Records shown
------------------------------------------------

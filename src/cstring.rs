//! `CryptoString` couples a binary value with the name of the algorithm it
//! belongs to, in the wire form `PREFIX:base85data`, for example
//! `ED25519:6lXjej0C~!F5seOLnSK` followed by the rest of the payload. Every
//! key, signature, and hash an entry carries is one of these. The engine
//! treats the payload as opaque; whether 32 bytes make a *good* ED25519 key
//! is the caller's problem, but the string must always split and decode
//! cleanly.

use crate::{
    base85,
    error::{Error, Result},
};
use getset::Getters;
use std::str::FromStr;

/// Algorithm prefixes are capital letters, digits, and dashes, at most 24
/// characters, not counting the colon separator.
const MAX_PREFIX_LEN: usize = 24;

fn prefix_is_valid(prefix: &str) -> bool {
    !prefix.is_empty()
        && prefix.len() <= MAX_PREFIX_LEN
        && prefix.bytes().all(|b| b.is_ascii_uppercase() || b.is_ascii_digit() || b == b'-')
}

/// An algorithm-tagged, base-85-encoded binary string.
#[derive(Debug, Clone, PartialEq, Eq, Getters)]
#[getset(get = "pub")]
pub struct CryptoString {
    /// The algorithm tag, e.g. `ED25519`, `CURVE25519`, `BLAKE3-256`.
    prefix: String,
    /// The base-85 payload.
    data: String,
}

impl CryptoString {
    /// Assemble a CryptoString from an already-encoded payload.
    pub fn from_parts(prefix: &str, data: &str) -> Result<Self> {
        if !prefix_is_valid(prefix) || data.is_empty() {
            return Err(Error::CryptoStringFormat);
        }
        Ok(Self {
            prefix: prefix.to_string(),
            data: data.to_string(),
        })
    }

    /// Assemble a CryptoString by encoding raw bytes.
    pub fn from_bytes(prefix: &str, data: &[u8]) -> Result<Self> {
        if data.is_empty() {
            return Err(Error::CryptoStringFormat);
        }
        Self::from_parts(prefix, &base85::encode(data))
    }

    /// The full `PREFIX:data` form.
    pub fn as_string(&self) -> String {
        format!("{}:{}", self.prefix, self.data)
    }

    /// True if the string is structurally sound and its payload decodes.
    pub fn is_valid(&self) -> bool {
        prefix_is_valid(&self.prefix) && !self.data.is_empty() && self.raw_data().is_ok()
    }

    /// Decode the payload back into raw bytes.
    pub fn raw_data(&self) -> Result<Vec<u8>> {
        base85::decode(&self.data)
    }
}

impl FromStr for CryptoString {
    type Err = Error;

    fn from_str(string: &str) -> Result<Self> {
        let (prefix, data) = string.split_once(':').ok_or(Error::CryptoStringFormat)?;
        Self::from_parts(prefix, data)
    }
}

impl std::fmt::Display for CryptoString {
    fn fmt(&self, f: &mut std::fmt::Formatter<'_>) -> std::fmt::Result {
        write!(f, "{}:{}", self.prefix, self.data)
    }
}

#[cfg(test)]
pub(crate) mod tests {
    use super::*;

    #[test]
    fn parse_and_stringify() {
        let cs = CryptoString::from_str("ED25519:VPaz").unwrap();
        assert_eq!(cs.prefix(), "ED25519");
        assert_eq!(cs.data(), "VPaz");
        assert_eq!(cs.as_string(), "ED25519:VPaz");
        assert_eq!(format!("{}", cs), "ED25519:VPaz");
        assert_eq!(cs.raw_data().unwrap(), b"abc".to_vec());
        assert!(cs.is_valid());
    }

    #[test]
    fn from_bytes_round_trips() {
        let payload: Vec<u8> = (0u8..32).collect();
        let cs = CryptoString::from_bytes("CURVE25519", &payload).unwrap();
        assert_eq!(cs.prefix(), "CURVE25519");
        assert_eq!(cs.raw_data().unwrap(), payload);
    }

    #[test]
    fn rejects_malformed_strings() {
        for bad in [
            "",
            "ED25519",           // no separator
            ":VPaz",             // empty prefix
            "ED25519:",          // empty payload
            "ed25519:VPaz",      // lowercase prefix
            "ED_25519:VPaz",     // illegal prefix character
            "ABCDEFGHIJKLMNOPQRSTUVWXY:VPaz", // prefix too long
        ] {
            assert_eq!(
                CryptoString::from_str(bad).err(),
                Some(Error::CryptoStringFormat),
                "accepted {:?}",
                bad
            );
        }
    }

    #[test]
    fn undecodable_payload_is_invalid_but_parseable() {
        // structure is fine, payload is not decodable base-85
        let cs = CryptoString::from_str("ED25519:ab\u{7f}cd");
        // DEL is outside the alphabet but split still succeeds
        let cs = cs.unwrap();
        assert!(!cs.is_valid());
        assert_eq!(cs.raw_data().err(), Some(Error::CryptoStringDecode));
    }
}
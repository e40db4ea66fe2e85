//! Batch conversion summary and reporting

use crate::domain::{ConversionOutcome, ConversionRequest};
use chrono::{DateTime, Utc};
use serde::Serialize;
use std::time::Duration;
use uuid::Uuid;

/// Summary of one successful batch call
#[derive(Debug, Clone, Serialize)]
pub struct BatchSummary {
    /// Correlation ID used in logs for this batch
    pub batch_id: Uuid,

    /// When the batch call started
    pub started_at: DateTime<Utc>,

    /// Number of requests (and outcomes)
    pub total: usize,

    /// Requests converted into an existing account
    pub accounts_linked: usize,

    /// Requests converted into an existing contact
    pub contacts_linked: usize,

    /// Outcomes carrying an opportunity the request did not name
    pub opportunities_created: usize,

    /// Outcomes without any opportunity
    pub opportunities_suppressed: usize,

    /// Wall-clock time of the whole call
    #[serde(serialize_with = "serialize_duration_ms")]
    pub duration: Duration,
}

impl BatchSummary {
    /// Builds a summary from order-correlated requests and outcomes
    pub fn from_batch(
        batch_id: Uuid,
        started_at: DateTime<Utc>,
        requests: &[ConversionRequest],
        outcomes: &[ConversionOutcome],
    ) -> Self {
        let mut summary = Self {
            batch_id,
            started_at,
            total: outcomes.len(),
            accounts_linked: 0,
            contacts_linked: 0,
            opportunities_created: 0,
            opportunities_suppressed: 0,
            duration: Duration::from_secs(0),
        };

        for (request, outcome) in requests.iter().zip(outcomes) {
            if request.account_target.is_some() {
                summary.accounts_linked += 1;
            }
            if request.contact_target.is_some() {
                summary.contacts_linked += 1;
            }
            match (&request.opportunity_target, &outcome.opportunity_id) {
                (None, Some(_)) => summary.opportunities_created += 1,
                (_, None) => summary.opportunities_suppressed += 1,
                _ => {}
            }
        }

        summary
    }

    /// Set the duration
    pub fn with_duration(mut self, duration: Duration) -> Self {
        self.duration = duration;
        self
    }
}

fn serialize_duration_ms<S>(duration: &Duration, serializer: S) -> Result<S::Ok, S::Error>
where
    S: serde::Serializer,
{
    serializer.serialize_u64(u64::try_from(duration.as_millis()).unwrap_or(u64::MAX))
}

------------------------------------------------

What needs to be done
You are asked to transcribe the complete data exactly.

Problem solution
filename src/cstring.rs
//! `CryptoString` couples a binary value with the name of the algorithm it
//! belongs to, in the wire form `PREFIX:base85data`, for example
//! `ED25519:6lXjej0C~!F5seOLnSK` followed by the rest of the payload. Every
//! key, signature, and hash an entry carries is one of these. The engine
//! treats the payload as opaque; whether 32 bytes make a *good* ED25519 key
//! is the caller's problem, but the string must always split and decode
//! cleanly.

use crate::{
    base85,
    error::{Error, Result},
};
use getset::Getters;
use std::str::FromStr;

/// Algorithm prefixes are capital letters, digits, and dashes, at most 24
/// characters, not counting the colon separator.
const MAX_PREFIX_LEN: usize = 24;

fn prefix_is_valid(prefix: &str) -> bool {
    !prefix.is_empty()
        && prefix.len() <= MAX_PREFIX_LEN
        && prefix.bytes().all(|b| b.is_ascii_uppercase() || b.is_ascii_digit() || b == b'-')
}

/// An algorithm-tagged, base-85-encoded binary string.
#[derive(Debug, Clone, PartialEq, Eq, Getters)]
#[getset(get = "pub")]
pub struct CryptoString {
    /// The algorithm tag, e.g. `ED25519`, `CURVE25519`, `BLAKE3-256`.
    prefix: String,
    /// The base-85 payload.
    data: String,
}

impl CryptoString {
    /// Assemble a CryptoString from an already-encoded payload.
    pub fn from_parts(prefix: &str, data: &str) -> Result<Self> {
        if !prefix_is_valid(prefix) || data.is_empty() {
            return Err(Error::CryptoStringFormat);
        }
        Ok(Self {
            prefix: prefix.to_string(),
            data: data.to_string(),
        })
    }

    /// Assemble a CryptoString by encoding raw bytes.
    pub fn from_bytes(prefix: &str, data: &[u8]) -> Result<Self> {
        if data.is_empty() {
            return Err(Error::CryptoStringFormat);
        }
        Self::from_parts(prefix, &base85::encode(data))
    }

    /// The full `PREFIX:data` form.
    pub fn as_string(&self) -> String {
        format!("{}:{}", self.prefix, self.data)
    }

    /// True if the string is structurally sound and its payload decodes.
    pub fn is_valid(&self) -> bool {
        prefix_is_valid(&self.prefix) && !self.data.is_empty() && self.raw_data().is_ok()
    }

    /// Decode the payload back into raw bytes.
    pub fn raw_data(&self) -> Result<Vec<u8>> {
        base85::decode(&self.data)
    }
}

impl FromStr for CryptoString {
    type Err = Error;

    fn from_str(string: &str) -> Result<Self> {
        let (prefix, data) = string.split_once(':').ok_or(Error::CryptoStringFormat)?;
        Self::from_parts(prefix, data)
    }
}

impl std::fmt::Display for CryptoString {
    fn fmt(&self, f: &mut std::fmt::Formatter<'_>) -> std::fmt::Result {
        write!(f, "{}:{}", self.prefix, self.data)
    }
}

#[cfg(test)]
pub(crate) mod tests {
    use super::*;

    #[test]
    fn parse_and_stringify() {
        let cs = CryptoString::from_str("ED25519:VPaz").unwrap();
        assert_eq!(cs.prefix(), "ED25519");
        assert_eq!(cs.data(), "VPaz");
        assert_eq!(cs.as_string(), "ED25519:VPaz");
        assert_eq!(format!("{}", cs), "ED25519:VPaz");
        assert_eq!(cs.raw_data().unwrap(), b"abc".to_vec());
        assert!(cs.is_valid());
    }

    #[test]
    fn from_bytes_round_trips() {
        let payload: Vec<u8> = (0u8..32).collect();
        let cs = CryptoString::from_bytes("CURVE25519", &payload).unwrap();
        assert_eq!(cs.prefix(), "CURVE25519");
        assert_eq!(cs.raw_data().unwrap(), payload);
    }

    #[test]
    fn rejects_malformed_strings() {
        for bad in [
            "",
            "ED25519",           // no separator
            ":VPaz",             // empty prefix
            "ED25519:",          // empty payload
            "ed25519:VPaz",      // lowercase prefix
            "ED_25519:VPaz",     // illegal prefix character
            "ABCDEFGHIJKLMNOPQRSTUVWXY:VPaz", // prefix too long
        ] {
            assert_eq!(
                CryptoString::from_str(bad).err(),
                Some(Error::CryptoStringFormat),
                "accepted {:?}",
                bad
            );
        }
    }

    #[test]
    fn undecodable_payload_is_invalid_but_parseable() {
        // structure is fine, payload is not decodable base-85
        let cs = CryptoString::from_str("ED25519:ab\u{7f}cd");
        // DEL is outside the alphabet but split still succeeds
        let cs = cs.unwrap();
        assert!(!cs.is_valid());
        assert_eq!(cs.raw_data().err(), Some(Error::CryptoStringDecode));
    }
}
repository e40db4ea66fe2e85
//! Batch conversion summary and reporting

use crate::domain::{ConversionOutcome, ConversionRequest};
use chrono::{DateTime, Utc};
use serde::Serialize;
use std::time::Duration;
use uuid::Uuid;

/// Summary of one successful batch call
#[derive(Debug, Clone, Serialize)]
pub struct BatchSummary {
    /// Correlation ID used in logs for this batch
    pub batch_id: Uuid,

    /// When the batch call started
    pub started_at: DateTime<Utc>,

    /// Number of requests (and outcomes)
    pub total: usize,

    /// Requests converted into an existing account
    pub accounts_linked: usize,

    /// Requests converted into an existing contact
    pub contacts_linked: usize,

    /// Outcomes carrying an opportunity the request did not name
    pub opportunities_created: usize,

    /// Outcomes without any opportunity
    pub opportunities_suppressed: usize,

    /// Wall-clock time of the whole call
    #[serde(serialize_with = "serialize_duration_ms")]
    pub duration: Duration,
}

impl BatchSummary {
    /// Builds a summary from order-correlated requests and outcomes
    pub fn from_batch(
        batch_id: Uuid,
        started_at: DateTime<Utc>,
        requests: &[ConversionRequest],
        outcomes: &[ConversionOutcome],
    ) -> Self {
        let mut summary = Self {
            batch_id,
            started_at,
            total: outcomes.len(),
            accounts_linked: 0,
            contacts_linked: 0,
            opportunities_created: 0,
            opportunities_suppressed: 0,
            duration: Duration::from_secs(0),
        };

        for (request, outcome) in requests.iter().zip(outcomes) {
            if request.account_target.is_some() {
                summary.accounts_linked += 1;
            }
            if request.contact_target.is_some() {
                summary.contacts_linked += 1;
            }
            match (&request.opportunity_target, &outcome.opportunity_id) {
                (None, Some(_)) => summary.opportunities_created += 1,
                (_, None) => summary.opportunities_suppressed += 1,
                _ => {}
            }
        }

        summary
    }

    /// Set the duration
    pub fn with_duration(mut self, duration: Duration) -> Self {
        self.duration = duration;
        self
    }
}

fn serialize_duration_ms<S>(duration: &Duration, serializer: S) -> Result<S::Ok, S::Error>
where
    S: serde::Serializer,
{
    serializer.serialize_u64(u64::try_from(duration.as_millis()).unwrap_or(u64::MAX))
}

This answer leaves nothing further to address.